If Tata Sons gets listed, it will be a windfall for its shareholders, including Tata Trusts, headed by Ratan Tata. Tata Sons is estimated to be valued at Rs 11 lakh crore. If Tata Sons is listed through an IPO at a valuation of Rs 11 lakh crore, a 5% offering would be worth Rs 55,000 crore— India’s biggest public offering.
Tata Sons, led by chairman N Chandrasekaran, had explored the possibility of getting an exemption from the RBI, which first issued the list in September 2022. The RBI on Thursday again released the list of 15 NBFCs in the upper-layer category.
Tata Sons declined to comment. An email sent to Ratan Tata, who is also the chairman emeritus of Tata Sons, didn’t elicit any response till the time of going to press.
According to the RBI, upper-layer NBFCs have to follow a stringent disciplinary structure with a mandatory listing within three years of being notified. The requirement for public listing, akin to those mandated for private banks, is to ensure diffused ownership. Size and interconnectedness are key factors that place an NBFC in the upper layer.
An analyst said that while Tata Sons shares will get converted into a liquid currency through the IPO, there will be a disconnect on the valuation front as investors typically apply a discount to holding companies.
Though Tata Sons has time to comply with the RBI notification, sources said the company could evaluate options, including a reorganisation so that it is excluded from the upper-layer list.
The RBI requires upper-layer NBFCs to prepare a board-approved road map for implementation of its regulations within three months from the date of notification. It is unclear whether the board of Tata Sons has prepared and approved such a plan.
Apart from Tata Sons, its indirect subsidiary, Tata Capital Financial Services, is also included in the list. Tata Sons is merging Tata Capital Financial Services into Tata Capital, which is making itself “listing-ready”. Tata Sons, in its FY23 report, said: “The simplified corporate structure will create a larger unified entity with a stronger capital and asset base, and shall help us move towards a listing-ready structure aligned with the RBI’s regulations.”
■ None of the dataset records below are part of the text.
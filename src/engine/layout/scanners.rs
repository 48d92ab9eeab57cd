use crate::config::LayoutConfig;
use crate::domain::grid::{CellGrid, CellRange, CellValue};
use crate::domain::layout::{LayoutPattern, PatternMetadata};
use crate::domain::types::PatternKind;
use crate::engine::inclusions::InclusionsDetector;
use crate::engine::matchers::{accommodation_types_in, is_price_like, match_month};
use crate::engine::scoring::{pattern_confidence, PatternFeatures};
use std::collections::HashSet;
use tracing::debug;

// ==========================================
// 月份在行（首列逐行月份）
// ==========================================

pub(super) fn scan_months_in_rows(grid: &CellGrid, config: &LayoutConfig) -> Vec<LayoutPattern> {
    let mut patterns = Vec::new();
    let start_limit = config.month_row_scan_limit.min(grid.height());

    let mut row = 0;
    while row < start_limit {
        if match_month(grid.get(row, 0)).is_none() {
            row += 1;
            continue;
        }

        let start = row;
        let mut labels = Vec::new();
        while row < grid.height() {
            match match_month(grid.get(row, 0)) {
                Some(m) => {
                    labels.push(m.label);
                    row += 1;
                }
                None => break,
            }
        }
        let end = row - 1;

        let distinct: HashSet<&str> = labels.iter().map(String::as_str).collect();
        if distinct.len() < config.min_month_labels {
            debug!(start, end, distinct = distinct.len(), "月份行不足，跳过");
            continue;
        }

        let header_row = start
            .checked_sub(1)
            .filter(|r| grid.last_filled_col(*r).is_some_and(|c| c >= 1));
        let headers = header_row
            .map(|r| row_texts(grid, r, 1))
            .unwrap_or_default();
        let end_col = (start..=end)
            .chain(header_row)
            .filter_map(|r| grid.last_filled_col(r))
            .max()
            .unwrap_or(0);

        let features = PatternFeatures {
            match_count: labels.len(),
            has_headers: !headers.is_empty(),
            has_accommodation_keyword: headers.iter().any(|h| !accommodation_types_in(h).is_empty()),
        };
        let confidence = pattern_confidence(PatternKind::MonthsInRows, &features);
        debug!(start, end, confidence, "月份在行候选");

        patterns.push(LayoutPattern {
            kind: PatternKind::MonthsInRows,
            confidence,
            bounds: CellRange::new(start, 0, end, end_col).clamp_to(grid.height(), grid.width()),
            headers,
            metadata: PatternMetadata::MonthsInRows {
                label_col: 0,
                header_row,
                month_labels: labels,
            },
        });
    }
    patterns
}

// ==========================================
// 月份在列（表头行逐列月份）
// ==========================================

pub(super) fn scan_months_in_columns(grid: &CellGrid, config: &LayoutConfig) -> Vec<LayoutPattern> {
    let mut patterns = Vec::new();

    for row in 0..config.header_row_scan_limit.min(grid.height()) {
        let (month_columns, month_labels): (Vec<usize>, Vec<String>) = (1..grid.width())
            .filter_map(|c| match_month(grid.get(row, c)).map(|m| (c, m.label)))
            .unzip();
        if month_columns.len() < config.min_month_columns {
            continue;
        }

        let mut end = row;
        while end + 1 < grid.height() && !grid.is_row_empty(end + 1) {
            end += 1;
        }
        let row_labels: Vec<String> = ((row + 1)..=end)
            .filter_map(|r| grid.text_at(r, 0).map(str::to_string))
            .collect();
        let end_col = month_columns.iter().copied().max().unwrap_or(0);

        let features = PatternFeatures {
            match_count: month_columns.len(),
            has_headers: true,
            has_accommodation_keyword: row_labels
                .iter()
                .any(|l| !accommodation_types_in(l).is_empty()),
        };
        let confidence = pattern_confidence(PatternKind::MonthsInColumns, &features);
        debug!(row, columns = month_columns.len(), confidence, "月份在列候选");

        patterns.push(LayoutPattern {
            kind: PatternKind::MonthsInColumns,
            confidence,
            bounds: CellRange::new(row, 0, end, end_col).clamp_to(grid.height(), grid.width()),
            headers: month_labels.clone(),
            metadata: PatternMetadata::MonthsInColumns {
                header_row: row,
                month_columns,
                month_labels,
                row_labels,
            },
        });
    }
    patterns
}

// ==========================================
// 价格矩阵（连续价格行）
// ==========================================

pub(super) fn scan_pricing_matrix(grid: &CellGrid, config: &LayoutConfig) -> Vec<LayoutPattern> {
    let limit = config.matrix_row_scan_limit.min(grid.height());
    let qualifying: Vec<(usize, usize)> = (1..limit)
        .filter_map(|r| {
            let count = grid.row(r).iter().filter(|c| is_price_like(c)).count();
            (count >= config.min_price_cells).then_some((r, count))
        })
        .collect();

    // 连续行归为一个块
    let mut blocks: Vec<Vec<(usize, usize)>> = Vec::new();
    for entry in qualifying {
        let extends = blocks
            .last()
            .and_then(|block| block.last())
            .is_some_and(|(r, _)| r + 1 == entry.0);
        match blocks.last_mut() {
            Some(block) if extends => block.push(entry),
            _ => blocks.push(vec![entry]),
        }
    }

    blocks
        .into_iter()
        .map(|block| {
            let start = block[0].0;
            let end = block[block.len() - 1].0;
            let price_cell_count: usize = block.iter().map(|(_, n)| n).sum();

            let header_row = Some(start - 1).filter(|r| !grid.is_row_empty(*r));
            let headers = header_row.map(|r| row_texts(grid, r, 0)).unwrap_or_default();
            let row_labels: Vec<String> = (start..=end)
                .filter_map(|r| grid.text_at(r, 0).map(str::to_string))
                .collect();
            let end_col = (start..=end)
                .chain(header_row)
                .filter_map(|r| grid.last_filled_col(r))
                .max()
                .unwrap_or(0);

            let features = PatternFeatures {
                match_count: price_cell_count,
                has_headers: header_row.is_some(),
                has_accommodation_keyword: headers
                    .iter()
                    .chain(row_labels.iter())
                    .any(|t| !accommodation_types_in(t).is_empty()),
            };
            let confidence = pattern_confidence(PatternKind::PricingMatrix, &features);
            debug!(start, end, price_cell_count, confidence, "价格矩阵候选");

            LayoutPattern {
                kind: PatternKind::PricingMatrix,
                confidence,
                bounds: CellRange::new(start, 0, end, end_col).clamp_to(grid.height(), grid.width()),
                headers,
                metadata: PatternMetadata::PricingMatrix {
                    header_row,
                    price_cell_count,
                    row_labels,
                },
            }
        })
        .collect()
}

// ==========================================
// 包含项列表（复用 InclusionsDetector 的发现与解析）
// ==========================================

pub(super) fn scan_inclusions(grid: &CellGrid, detector: &InclusionsDetector) -> Vec<LayoutPattern> {
    detector
        .build_sections(grid)
        .into_iter()
        .map(|section| {
            let features = PatternFeatures {
                match_count: section.items.len(),
                has_headers: true,
                has_accommodation_keyword: section.accommodation_type.is_some(),
            };
            LayoutPattern {
                kind: PatternKind::InclusionsList,
                confidence: pattern_confidence(PatternKind::InclusionsList, &features),
                bounds: section.bounds,
                headers: vec![section.header.clone()],
                metadata: PatternMetadata::InclusionsList {
                    header: section.header_cell,
                    method: section.method,
                    items: section.lines(),
                },
            }
        })
        .collect()
}

// ==========================================
// 同族去重
// ==========================================

/// 按置信度降序，丢弃与已保留同族候选距离 ≤ distance 的候选
pub(super) fn suppress_overlapping(mut patterns: Vec<LayoutPattern>, distance: usize) -> Vec<LayoutPattern> {
    patterns.sort_by(|a, b| b.confidence.total_cmp(&a.confidence));

    let mut kept: Vec<LayoutPattern> = Vec::new();
    for pattern in patterns {
        let anchor = pattern.anchor();
        let suppressed = kept.iter().any(|k| {
            let other = k.anchor();
            k.kind == pattern.kind
                && other.row.abs_diff(anchor.row) <= distance
                && other.col.abs_diff(anchor.col) <= distance
        });
        if suppressed {
            debug!(kind = %pattern.kind, anchor = %anchor, "同族近邻候选被抑制");
            continue;
        }
        kept.push(pattern);
    }
    kept
}

/// 行内从 from_col 起的非空单元格文本
pub(super) fn row_texts(grid: &CellGrid, row: usize, from_col: usize) -> Vec<String> {
    grid.row(row)
        .iter()
        .skip(from_col)
        .filter(|c| !c.is_empty())
        .map(CellValue::display_text)
        .collect()
}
In December 2004, Ratan Tata, who was then chairman of Tata Sons, told The Sunday Times in Mauritius that he would like to list the holding company of the conglomerate. “It would not be very different from Berkshire Hathaway (founded by Warren Buffett),” Tata said. He added: “One option was to use funds to buy or grow another TCS-style company and use it as a springboard to float Tata Sons itself.” Tata Sons became aggressive on overseas M&As after 2004, snapping up companies like Corus, Jaguar Land Rover, Eight O’Clock Coffee and British Salt.
In 2017, late Tata Sons chairman Cyrus Mistrysaid in a court affidavit that his family, the single-largest individual shareholder of the company, had objected to Tata Trusts’ 2014 plan of listing Tata Sons in London. The plan was to issue shares with differential voting rights (bonus non-voting shares) through primary and secondary listings on the LSE. Mistry said he was against the proposal as legacy hotspots were not fully resolved and that shares with differential voting rights were denounced globally as investor-unfriendly. He added that the IPO could be re-looked at a more appropriate time. At a Rs 11-lakh crore valuation, the Mistry family’s 18.4% stake in Tata Sons would be worth just over Rs 2 lakh crore.
In comparison to Tata Sons’ estimated IPO size of Rs 55,000 crore, LIC’s IPO in 2022 was worth Rs 21,000 crore, the biggest listing in India so far, while Paytm’s Rs 18,300-crore offer in 2021 is the second biggest.
In October 2021, the RBI came out with a framework for NBFCs, categorising them into different layers based on certain parameters, after the failure of IL&FS, which was one of India’s largest core investment companies, in late 2018. “The NBFCs classified as upper layer will have to comply with the regulatory provisions as applicable to them,” said J Sagar Associates’ partner Lalit Kumar.